Agar amanah tersampaikan kepada orang yang berhak memikulnya, agar tugas besar ini dijalankan oleh orang yang layak menjalankannya. Ini sesuai dengan firman Allah SWT: 
إِنَّ اللَّهَ يَأْمُرُكُمْ أَنْ تُؤَدُّوا الْأَمَانَاتِ إِلَىٰ أَهْلِهَا وَإِذَا حَكَمْتُمْ بَيْنَ النَّاسِ أَنْ تَحْكُمُوا بِالْعَدْلِ ۚ إِنَّ اللَّهَ نِعِمَّا يَعِظُكُمْ بِهِ ۗ إِنَّ اللَّهَ كَانَ سَمِيعًا بَصِيرًا
Sesungguhnya Allah menyuruh kamu menyampaikan amanat kepada yang berhak menerimanya, dan (menyuruh kamu) apabila menetapkan hukum di antara manusia supaya kamu menetapkan dengan adil. Sesungguhnya Allah memberi pengajaran yang sebaik-baiknya kepadamu. Sesungguhnya Allah adalah Maha Mendengar lagi Maha Melihat." (Surat al-Nisa: 58)

Di antara bentuk amanah itu adalah memberikan tongkat kepemimpinan kepada ahli ilmu, ahli iman, dan ahli dalam kepemimpinan. 

Diriwayatkan oleh Abu Hurairah radhiyallahu anhu, bahwa Rasulullah Saw bersabda: 
فإذا ضيعت الأمانة فانتظر الساعة، قال: كيف إضاعتها؟ قال: إذا وسد الأمر إلى غير أهله فانتظر الساعة
“Jikalau amanah diabaikan, maka tunggulah kiamat. “ 
Ada yang bertanya: 
“Bagaimana mengabaikannya?” 
Beliau menajwab: 
“Jikalau urusan diserahkan bukan kepada ahlinya. Maka, tunggulah kiamat.” (HR Ahmad dan al-Bukhari)

Sekali lagi… Ingat, sekali lagi; Dalam kondisi seperti ini, wajib hukumnya mencoblos dalam pemilu. 

  • Kedua, Negara yang system hukumnya tidak Islami atau menafikan Islam. 
Seperti Negara Komunis, Atheis, Demokrasi, atau system-sistem lainnya yang tidak menganut system Islam 100 persen, atau malah menafikan Islam. 

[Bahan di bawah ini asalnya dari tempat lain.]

//! Eager directories
//!
//! An eager directory materialises its entries. Each entry is the merge of
//! one or more *slices*: the direct-write slice (inputs) and one slice per
//! producer path (mapper outputs). Readers see the concatenation of the
//! slices in canonical order — direct slice first, then producer paths
//! ascending — so downstream consumers observe a stable sequence no matter
//! which producer wrote last.
//!
//! Entries carry the bookkeeping invalidation needs: the write time, the
//! producers that contributed (with their last write tick), and the set of
//! reader paths registered by dependency-recording reads. Removal leaves a
//! tombstone entry so readers of the absent key are still dirtied by a later
//! rebirth.

use crate::mapper::MapperSpec;
use crate::reduce::ReducerState;
use skfs_core::{BaseName, DirName, File, Path, Tick};
use std::collections::{BTreeMap, BTreeSet};

/// Element-wise identity comparison of two value arrays
pub(crate) fn same_values(a: &[File], b: &[File]) -> bool {
    a.len() == b.len() && a.iter().zip(b).all(|(x, y)| x.same(y))
}

// =============================================================================
// Entry
// =============================================================================

/// One materialised cell of an eager directory
#[derive(Clone, Default)]
pub struct Entry {
    /// Contributions keyed by producer; `None` is the direct-write slice
    slices: BTreeMap<Option<Path>, Vec<File>>,
    /// Producer paths with the tick of their last contribution
    producers: BTreeMap<Path, Tick>,
    /// Tick of the last change to this entry
    write_time: Tick,
    /// True when the entry has been removed (or never written)
    tombstone: bool,
    /// Reader paths registered by dependency-recording reads
    readers: BTreeSet<Path>,
}

impl Entry {
    /// A tombstone placeholder used to hold readers of an absent key
    fn missing() -> Self {
        Entry {
            tombstone: true,
            ..Entry::default()
        }
    }

    /// The visible value array: slices concatenated in canonical order
    pub fn values(&self) -> Vec<File> {
        if self.tombstone {
            return Vec::new();
        }
        self.slices.values().flatten().cloned().collect()
    }

    /// Tick of the last change
    pub fn write_time(&self) -> Tick {
        self.write_time
    }

    /// True when the entry is a tombstone
    pub fn is_tombstone(&self) -> bool {
        self.tombstone
    }

    /// Producers and the tick of their last contribution
    pub fn producers(&self) -> &BTreeMap<Path, Tick> {
        &self.producers
    }

    /// Registered reader paths
    pub fn readers(&self) -> &BTreeSet<Path> {
        &self.readers
    }

    pub(crate) fn from_parts(
        slices: BTreeMap<Option<Path>, Vec<File>>,
        producers: BTreeMap<Path, Tick>,
        write_time: Tick,
        tombstone: bool,
        readers: BTreeSet<Path>,
    ) -> Self {
        Entry {
            slices,
            producers,
            write_time,
            tombstone,
            readers,
        }
    }

    pub(crate) fn slices(&self) -> &BTreeMap<Option<Path>, Vec<File>> {
        &self.slices
    }

    pub(crate) fn readers_mut(&mut self) -> &mut BTreeSet<Path> {
        &mut self.readers
    }

    /// Replace every value through `f`; the collector re-interns with this
    pub(crate) fn remap_values(&mut self, f: &mut dyn FnMut(File) -> File) {
        for values in self.slices.values_mut() {
            for value in values.iter_mut() {
                *value = f(value.clone());
            }
        }
    }
}

/// Result of applying one write operation to an entry
pub(crate) struct WriteOutcome {
    /// False when the write was suppressed as an identity no-op
    pub changed: bool,
    /// Values no longer visible after the write
    pub removed: Vec<File>,
    /// Values newly visible after the write
    pub added: Vec<File>,
    /// Readers to dirty; cleared from the entry, they re-register on re-read
    pub readers: BTreeSet<Path>,
}

impl WriteOutcome {
    fn unchanged() -> Self {
        WriteOutcome {
            changed: false,
            removed: Vec::new(),
            added: Vec::new(),
            readers: BTreeSet::new(),
        }
    }
}

// =============================================================================
// EagerDir
// =============================================================================

/// A directory whose contents are materialised by writes
#[derive(Clone)]
pub struct EagerDir {
    name: DirName,
    is_input: bool,
    entries: BTreeMap<BaseName, Entry>,
    /// Output directories derived from this one; their mapper re-runs on
    /// every changed key here
    derived: Vec<DirName>,
    /// Mapper producing this directory, when it is derived
    pub(crate) mapper: Option<MapperSpec>,
    /// Incremental fold over this directory's entries
    pub(crate) reducer: Option<ReducerState>,
    /// Keys each producer currently contributes to, for re-run diffing
    by_producer: BTreeMap<Path, BTreeSet<BaseName>>,
}

impl EagerDir {
    /// Create an empty directory
    pub fn new(name: DirName, is_input: bool) -> Self {
        EagerDir {
            name,
            is_input,
            entries: BTreeMap::new(),
            derived: Vec::new(),
            mapper: None,
            reducer: None,
            by_producer: BTreeMap::new(),
        }
    }

    /// The directory name
    pub fn name(&self) -> &DirName {
        &self.name
    }

    /// True for directories fed by external input writes
    pub fn is_input(&self) -> bool {
        self.is_input
    }

    /// Ordered live keys (tombstones excluded)
    pub fn keys(&self) -> Vec<BaseName> {
        self.entries
            .iter()
            .filter(|(_, e)| !e.tombstone)
            .map(|(k, _)| k.clone())
            .collect()
    }

    /// Read without recording a dependency
    ///
    /// Missing keys and tombstones read as empty. Mappers that already depend
    /// on their input holistically use this.
    pub fn get_array_raw(&self, key: &BaseName) -> Vec<File> {
        self.entries.get(key).map(Entry::values).unwrap_or_default()
    }

    /// The entry for a key, tombstones included
    pub fn entry(&self, key: &BaseName) -> Option<&Entry> {
        self.entries.get(key)
    }

    /// Write time of a key; `Tick::ZERO` for never-written keys
    pub fn write_time_of(&self, key: &BaseName) -> Tick {
        self.entries
            .get(key)
            .map(|e| e.write_time)
            .unwrap_or(Tick::ZERO)
    }

    /// Current reducer aggregate, if a reducer is attached
    pub fn aggregate(&self) -> Option<&[File]> {
        self.reducer.as_ref().map(|r| r.aggregate.as_slice())
    }

    /// All visible values across all entries, in key order
    pub fn all_values(&self) -> Vec<File> {
        self.entries.values().flat_map(Entry::values).collect()
    }

    /// Directories derived from this one
    pub fn derived(&self) -> &[DirName] {
        &self.derived
    }

    pub(crate) fn add_derived(&mut self, out: DirName) {
        if !self.derived.contains(&out) {
            self.derived.push(out);
        }
    }

    pub(crate) fn set_derived(&mut self, derived: Vec<DirName>) {
        self.derived = derived;
    }

    /// Register a reader of `key`, creating a tombstone placeholder when the
    /// key is absent so a later write still dirties the reader.
    pub(crate) fn register_reader(&mut self, key: &BaseName, reader: Path) {
        self.entries
            .entry(key.clone())
            .or_insert_with(Entry::missing)
            .readers
            .insert(reader);
    }

    /// Keys a producer currently contributes to
    pub(crate) fn producer_keys(&self, producer: &Path) -> BTreeSet<BaseName> {
        self.by_producer.get(producer).cloned().unwrap_or_default()
    }

    pub(crate) fn entries(&self) -> &BTreeMap<BaseName, Entry> {
        &self.entries
    }

    pub(crate) fn entries_mut(&mut self) -> &mut BTreeMap<BaseName, Entry> {
        &mut self.entries
    }

    pub(crate) fn insert_entry(&mut self, key: BaseName, entry: Entry) {
        for producer in entry.producers.keys() {
            self.by_producer
                .entry(producer.clone())
                .or_default()
                .insert(key.clone());
        }
        self.entries.insert(key, entry);
    }

    /// Apply one write operation at `tick`
    ///
    /// `producer == None` addresses the whole entry (direct write / remove);
    /// `producer == Some(p)` addresses only `p`'s slice. `values == None`
    /// removes the addressed slice or entry.
    pub(crate) fn apply(
        &mut self,
        key: &BaseName,
        producer: Option<&Path>,
        values: Option<Vec<File>>,
        tick: Tick,
    ) -> WriteOutcome {
        let entry = self
            .entries
            .entry(key.clone())
            .or_insert_with(Entry::missing);

        match (producer, values) {
            // Direct write: replaces the whole entry.
            (None, Some(values)) => {
                let old = entry.values();
                if !entry.tombstone && same_values(&old, &values) {
                    return WriteOutcome::unchanged();
                }
                for producer in entry.producers.keys() {
                    if let Some(keys) = self.by_producer.get_mut(producer) {
                        keys.remove(key);
                    }
                }
                entry.slices.clear();
                entry.producers.clear();
                entry.slices.insert(None, values.clone());
                entry.tombstone = false;
                entry.write_time = tick;
                WriteOutcome {
                    changed: true,
                    removed: old,
                    added: values,
                    readers: std::mem::take(&mut entry.readers),
                }
            }

            // Producer write: replaces one slice.
            (Some(producer), Some(values)) => {
                let slot = Some(producer.clone());
                let old = entry.slices.get(&slot);
                if !entry.tombstone && old.is_some_and(|old| same_values(old, &values)) {
                    return WriteOutcome::unchanged();
                }
                let removed = old.cloned().unwrap_or_default();
                entry.slices.insert(slot, values.clone());
                entry.producers.insert(producer.clone(), tick);
                entry.tombstone = false;
                entry.write_time = tick;
                self.by_producer
                    .entry(producer.clone())
                    .or_default()
                    .insert(key.clone());
                WriteOutcome {
                    changed: true,
                    removed,
                    added: values,
                    readers: std::mem::take(&mut entry.readers),
                }
            }

            // Remove the whole entry.
            (None, None) => {
                if entry.tombstone {
                    return WriteOutcome::unchanged();
                }
                let removed = entry.values();
                for producer in entry.producers.keys() {
                    if let Some(keys) = self.by_producer.get_mut(producer) {
                        keys.remove(key);
                    }
                }
                entry.slices.clear();
                entry.producers.clear();
                entry.tombstone = true;
                entry.write_time = tick;
                WriteOutcome {
                    changed: true,
                    removed,
                    added: Vec::new(),
                    readers: std::mem::take(&mut entry.readers),
                }
            }

            // Withdraw one producer's slice.
            (Some(producer), None) => {
                let slot = Some(producer.clone());
                let Some(removed) = entry.slices.remove(&slot) else {
                    return WriteOutcome::unchanged();
                };
                entry.producers.remove(producer);
                if let Some(keys) = self.by_producer.get_mut(producer) {
                    keys.remove(key);
                }
                if entry.slices.is_empty() {
                    entry.tombstone = true;
                }
                entry.write_time = tick;
                WriteOutcome {
                    changed: true,
                    removed,
                    added: Vec::new(),
                    readers: std::mem::take(&mut entry.readers),
                }
            }
        }
    }
}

Dalam kondisi seperti ini, hokum asalnya seorang Muslim tidak boleh ikut mencoblos, atau dalam bahasa lainnya wajib Golput karena keikutsertaannya mengandung banyak kejangalan dalam syariat, seperti tunduk kepada orang-orang yang zalim, mencampuradukkan antara yang hak dengan yang batil, tidak ada nilai iman dan sudah sama saja dengan nilai kekufuran. 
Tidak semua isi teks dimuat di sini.